The pathological or abnormal responses to exposure to a traumatic stressor identified in the DSM-IV-TR are grouped into three large categories: symptoms of reexperiencing, symptoms of avoidance, and symptoms of arousal.

DSM-IV-TR Identified Responses and Consequences

The consequences of exposure to traumatic stress manifesting as a mental disorder are formally outlined in the DSM-IV-TR (2000, pp. 467-468) as follows:

Diagnostic Criteria for Posttraumatic Stress Disorder

A. The person has been exposed to a traumatic event in which both of the following were present:

1. The person experienced, witnessed, or was confronted with an event or events that involved actual or threatened death or serious injury, or a threat to the physical integrity of self or others.

2. The person's response involved intense fear, helplessness, or horror. Note: In children, this may be expressed instead by disorganized or agitated behavior.

B. The traumatic event is persistently reexperienced in one (or more) of the following ways:

1. Recurrent and intrusive distressing recollections of the event, including images, thoughts, or perceptions. Note: In young children, repetitive play may occur in which themes or aspects of the trauma are expressed.

2. Recurrent distressing dreams of the event. Note: In children, there may be frightening dreams without recognizable content.

3. Acting or feeling as if the traumatic event were recurring (includes a sense of reliving the experience, illusions, hallucinations, and dissociative flashback episodes, including those that occur on awakening or when intoxicated). Note: In young children, trauma-specific reenactment may occur.

4. Intense psychological distress at exposure to internal or external cures that symbolize or resemble an aspect of the traumatic event.

5. Physiological reactivity on exposure to internal or external cures that symbolize or resemble an aspect of the traumatic event.

C. Persistent avoidance of stimuli associated with the trauma and numbing of general responsiveness (not present before the trauma), as indicated by three (or more) of the following:

1. Efforts to avoid thoughts, feelings, or conversations associated with the trauma.

2. Efforts to avoid activities, places, or people that arouse recollections of the trauma.

3. Inability to recall an important aspect of the trauma.

4. Markedly diminished interest or participation in significant activities.

5. Feeling of detachment or estrangement from others.
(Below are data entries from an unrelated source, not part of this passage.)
//! Record store contract and its implementations.
//!
//! - [`LocalBackend`]: SQLite file in the data directory, with local accounts
//! - [`HostedBackend`]: Supabase-compatible REST backend
//!
//! Both implement [`RecordStore`] and [`crate::auth::IdentityProvider`].

pub mod hosted;
pub mod local;

use std::sync::Arc;

use async_trait::async_trait;

use crate::error::StoreError;
use crate::habits::HabitLogEntry;
use crate::notes::{Note, NotePatch};

pub use hosted::{HostedBackend, HostedSession};
pub use local::LocalBackend;

/// Create/read/update/delete for notes and append/read for habit logs, all
/// scoped by the owning user id.
#[async_trait]
pub trait RecordStore: Send + Sync {
    async fn insert_note(&self, note: &Note) -> Result<Note, StoreError>;

    /// Returns the stored note after the update.
    async fn update_note(
        &self,
        user_id: &str,
        id: &str,
        patch: &NotePatch,
    ) -> Result<Note, StoreError>;

    async fn delete_note(&self, user_id: &str, id: &str) -> Result<(), StoreError>;

    async fn list_notes(&self, user_id: &str) -> Result<Vec<Note>, StoreError>;

    async fn append_habit_log(
        &self,
        user_id: &str,
        entry: &HabitLogEntry,
    ) -> Result<(), StoreError>;

    async fn list_habit_logs(&self, user_id: &str) -> Result<Vec<HabitLogEntry>, StoreError>;
}

#[async_trait]
impl<T: RecordStore + ?Sized> RecordStore for Arc<T> {
    async fn insert_note(&self, note: &Note) -> Result<Note, StoreError> {
        (**self).insert_note(note).await
    }

    async fn update_note(
        &self,
        user_id: &str,
        id: &str,
        patch: &NotePatch,
    ) -> Result<Note, StoreError> {
        (**self).update_note(user_id, id, patch).await
    }

    async fn delete_note(&self, user_id: &str, id: &str) -> Result<(), StoreError> {
        (**self).delete_note(user_id, id).await
    }

    async fn list_notes(&self, user_id: &str) -> Result<Vec<Note>, StoreError> {
        (**self).list_notes(user_id).await
    }

    async fn append_habit_log(
        &self,
        user_id: &str,
        entry: &HabitLogEntry,
    ) -> Result<(), StoreError> {
        (**self).append_habit_log(user_id, entry).await
    }

    async fn list_habit_logs(&self, user_id: &str) -> Result<Vec<HabitLogEntry>, StoreError> {
        (**self).list_habit_logs(user_id).await
    }
}
#[cfg(test)]
mod tests {
    use super::*;
    use proptest::prelude::*;

    fn settings(work: u32, brk: u32, long: u32, before_long: u32) -> Settings {
        Settings::new(work, brk, long, before_long).unwrap()
    }

    /// Run the current phase to completion.
    fn finish_phase(engine: &mut TimerEngine) -> Vec<Event> {
        engine.start();
        let secs = engine.time_left_secs();
        engine.advance_by(secs)
    }

    #[test]
    fn initial_state_is_paused_work() {
        let engine = TimerEngine::default();
        assert_eq!(engine.phase(), Phase::Work);
        assert!(!engine.is_running());
        assert_eq!(engine.time_left_secs(), 25 * 60);
        assert_eq!(engine.sessions(), 0);
    }

    #[test]
    fn start_and_pause_are_idempotent() {
        let mut engine = TimerEngine::default();
        assert!(engine.pause().is_none());
        assert!(engine.start().is_some());
        assert!(engine.start().is_none());
        assert!(engine.is_running());
        assert!(engine.pause().is_some());
        assert!(engine.pause().is_none());
        assert!(!engine.is_running());
    }

    #[test]
    fn tick_only_counts_down_while_running() {
        let mut engine = TimerEngine::default();
        assert!(engine.tick().is_empty());
        assert_eq!(engine.time_left_secs(), 1500);

        engine.start();
        engine.tick();
        engine.tick();
        assert_eq!(engine.time_left_secs(), 1498);

        engine.pause();
        engine.tick();
        assert_eq!(engine.time_left_secs(), 1498);
    }

    #[test]
    fn work_expiry_moves_to_break_and_stops() {
        let mut engine = TimerEngine::new(settings(1, 2, 3, 4));
        let events = finish_phase(&mut engine);

        assert_eq!(engine.phase(), Phase::Break);
        assert!(!engine.is_running());
        assert_eq!(engine.time_left_secs(), 120);
        assert_eq!(engine.sessions(), 1);
        assert!(matches!(
            events[0],
            Event::WorkSessionCompleted { focus_minutes: 1, sessions: 1, .. }
        ));
        assert!(matches!(
            events[1],
            Event::PhaseChanged { from: Phase::Work, to: Phase::Break, duration_secs: 120, .. }
        ));
    }

    #[test]
    fn break_expiry_returns_to_work() {
        let mut engine = TimerEngine::new(settings(1, 1, 1, 4));
        finish_phase(&mut engine);
        let events = finish_phase(&mut engine);
        assert_eq!(engine.phase(), Phase::Work);
        assert_eq!(engine.time_left_secs(), 60);
        assert_eq!(engine.sessions(), 1);
        assert_eq!(events.len(), 1);
    }

    #[test]
    fn fourth_session_earns_long_break() {
        let mut engine = TimerEngine::new(settings(25, 5, 15, 4));
        for _ in 0..3 {
            finish_phase(&mut engine);
            assert_eq!(engine.phase(), Phase::Break);
            finish_phase(&mut engine);
            assert_eq!(engine.phase(), Phase::Work);
        }
        finish_phase(&mut engine);
        assert_eq!(engine.phase(), Phase::LongBreak);
        assert_eq!(engine.time_left_secs(), 900);
        assert_eq!(engine.sessions(), 0);

        finish_phase(&mut engine);
        assert_eq!(engine.phase(), Phase::Work);
        assert_eq!(engine.time_left_secs(), 1500);
    }

    #[test]
    fn quit_while_focusing_requires_confirmation() {
        let mut engine = TimerEngine::default();
        engine.start();
        engine.tick();

        let event = engine.quit();
        assert!(matches!(event, Event::QuitConfirmationRequired { .. }));
        assert!(engine.is_running());
        assert!(engine.awaiting_quit_confirmation());
        assert_eq!(engine.time_left_secs(), 1499);

        assert!(engine.cancel_quit().is_some());
        assert!(!engine.awaiting_quit_confirmation());
        assert!(engine.cancel_quit().is_none());
    }

    #[test]
    fn quit_while_paused_resets_immediately() {
        let mut engine = TimerEngine::default();
        engine.start();
        engine.tick();
        engine.pause();
        assert!(matches!(engine.quit(), Event::TimerReset { .. }));
        assert_eq!(engine, TimerEngine::default());
    }

    #[test]
    fn quit_on_break_resets_even_while_running() {
        let mut engine = TimerEngine::new(settings(1, 5, 15, 4));
        finish_phase(&mut engine);
        engine.start();
        assert!(engine.is_running());
        assert!(!engine.is_work());

        assert!(matches!(engine.quit(), Event::TimerReset { .. }));
        assert_eq!(engine.phase(), Phase::Work);
        assert!(!engine.is_running());
        assert_eq!(engine.sessions(), 0);
        assert_eq!(engine.time_left_secs(), 60);
    }

    #[test]
    fn confirm_quit_abandons_then_resets() {
        let mut engine = TimerEngine::new(settings(1, 1, 1, 4));
        finish_phase(&mut engine);
        finish_phase(&mut engine);
        engine.start();
        engine.quit();

        let events = engine.confirm_quit();
        assert!(matches!(events[0], Event::SessionAbandoned { time_left_secs: 60, .. }));
        assert!(matches!(events[1], Event::TimerReset { .. }));
        assert_eq!(engine.sessions(), 0);
        assert!(!engine.is_running());
        assert!(!engine.awaiting_quit_confirmation());
    }

    #[test]
    fn confirm_quit_without_prompt_is_ignored() {
        let mut engine = TimerEngine::default();
        engine.start();
        engine.tick();
        engine.pause();
        assert!(engine.confirm_quit().is_empty());
        assert_eq!(engine.time_left_secs(), 1499);

        let mut engine = TimerEngine::new(settings(1, 5, 15, 4));
        finish_phase(&mut engine);
        engine.start();
        assert!(engine.confirm_quit().is_empty());
        assert_eq!(engine.phase(), Phase::Break);
        assert!(engine.is_running());
    }

    #[test]
    fn settings_change_waits_for_next_transition() {
        let mut engine = TimerEngine::new(settings(1, 5, 15, 4));
        engine.start();
        engine.tick();
        engine.set_settings(settings(10, 2, 15, 4));
        assert_eq!(engine.time_left_secs(), 59);
        assert_eq!(engine.total_secs(), 60);
        assert!(engine.progress() > 0.0);

        let events = engine.advance_by(59);
        assert!(matches!(
            events[0],
            Event::WorkSessionCompleted { focus_minutes: 10, .. }
        ));
        assert_eq!(engine.time_left_secs(), 120);
    }

    #[test]
    fn settings_change_resizes_an_untouched_phase() {
        let mut engine = TimerEngine::default();
        engine.set_settings(settings(1, 5, 15, 4));
        assert_eq!(engine.time_left_secs(), 60);
        assert_eq!(engine.total_secs(), 60);

        // A paused phase that already counted down keeps its length.
        engine.start();
        engine.tick();
        engine.pause();
        engine.set_settings(settings(50, 5, 15, 4));
        assert_eq!(engine.time_left_secs(), 59);
        assert_eq!(engine.total_secs(), 60);
    }

    #[test]
    fn repaired_fixes_inconsistent_saved_state() {
        let json = r#"{
            "settings": {"work_duration": 0, "break_duration": 5,
                         "long_break_duration": 15, "sessions_before_long_break": 4},
            "phase": "break", "is_running": false, "time_left_secs": 0,
            "sessions": 1, "awaiting_quit_confirmation": true
        }"#;
        let engine = serde_json::from_str::<TimerEngine>(json).unwrap().repaired();
        assert_eq!(engine.settings(), &Settings::default());
        assert_eq!(engine.phase(), Phase::Break);
        assert_eq!(engine.time_left_secs(), 300);
        assert_eq!(engine.total_secs(), 300);
        assert!(!engine.awaiting_quit_confirmation());

        // Saved before the phase length was recorded.
        let json = r#"{
            "settings": {"work_duration": 1, "break_duration": 5,
                         "long_break_duration": 15, "sessions_before_long_break": 4},
            "phase": "work", "is_running": true, "time_left_secs": 1400, "sessions": 0
        }"#;
        let engine = serde_json::from_str::<TimerEngine>(json).unwrap().repaired();
        assert_eq!(engine.time_left_secs(), 1400);
        assert_eq!(engine.total_secs(), 1400);
        assert_eq!(engine.progress(), 0.0);
    }

    #[test]
    fn advance_by_stops_at_phase_boundary() {
        let mut engine = TimerEngine::new(settings(1, 1, 1, 4));
        engine.start();
        engine.advance_by(500);
        assert_eq!(engine.phase(), Phase::Break);
        assert_eq!(engine.time_left_secs(), 60);
    }

    #[test]
    fn clock_formats_minutes_and_seconds() {
        assert_eq!(format_clock(1500), "25:00");
        assert_eq!(format_clock(61), "01:01");
        assert_eq!(format_clock(0), "00:00");
        assert_eq!(format_clock(6000), "100:00");
    }

    #[test]
    fn engine_survives_serde_roundtrip_mid_session() {
        let mut engine = TimerEngine::default();
        engine.start();
        engine.advance_by(42);
        let json = serde_json::to_string(&engine).unwrap();
        let back: TimerEngine = serde_json::from_str(&json).unwrap();
        assert_eq!(back, engine);
    }

    proptest! {
        #[test]
        fn work_and_break_alternate_below_threshold(
            work in 1u32..5,
            brk in 1u32..5,
            before_long in 2u32..8,
        ) {
            let mut engine = TimerEngine::new(settings(work, brk, 1, before_long));
            for n in 1..before_long {
                finish_phase(&mut engine);
                prop_assert_eq!(engine.phase(), Phase::Break);
                prop_assert_eq!(engine.sessions(), n);
                finish_phase(&mut engine);
                prop_assert_eq!(engine.phase(), Phase::Work);
            }
            finish_phase(&mut engine);
            prop_assert_eq!(engine.phase(), Phase::LongBreak);
            prop_assert_eq!(engine.sessions(), 0);
        }

        #[test]
        fn time_left_never_exceeds_phase_length(
            ops in proptest::collection::vec((0u8..7, 1u32..4), 0..200),
        ) {
            let mut engine = TimerEngine::new(settings(1, 1, 2, 2));
            for (op, minutes) in ops {
                match op {
                    0 => { engine.start(); }
                    1 => { engine.pause(); }
                    2 => { engine.quit(); }
                    3 => { engine.cancel_quit(); }
                    4 => { engine.confirm_quit(); }
                    5 => { engine.set_settings(settings(minutes, minutes, 2, 2)); }
                    _ => { engine.advance_by(17); }
                }
                prop_assert!(engine.time_left_secs() > 0);
                prop_assert!(engine.time_left_secs() <= engine.total_secs());
                prop_assert!((0.0..=1.0).contains(&engine.progress()));
                prop_assert!(engine.sessions() < 2);
            }
        }
    }
}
6. Restricted range of affect (e.g., unable to have loving feelings).

7. Sense of foreshortened future (e.g., does not expect to have a career, marriage, children, or a normal life span).

D. Persistent symptoms of increased arousal (not present before the trauma), as indicated by two (or more) of the following:

1. Difficulty falling or staying asleep.

2. Irritability or outbursts of anger.

3. Difficulty concentrating.

4. Hypervigilance.

5. Exaggerated startle response.

E. Duration of the disturbance (symptoms in Criteria B, C, and D) is more than one month.

F. The disturbance causes clinically significant distress or impairment in social, occupational, or other important areas of functioning.

Specify if:

Acute: If duration of symptoms is less than 3 months. Chronic: If duration of symptoms is 3 months or more. Specify if:

With Delayed Onset: Onset of symptoms is at least 6 months after the stressor.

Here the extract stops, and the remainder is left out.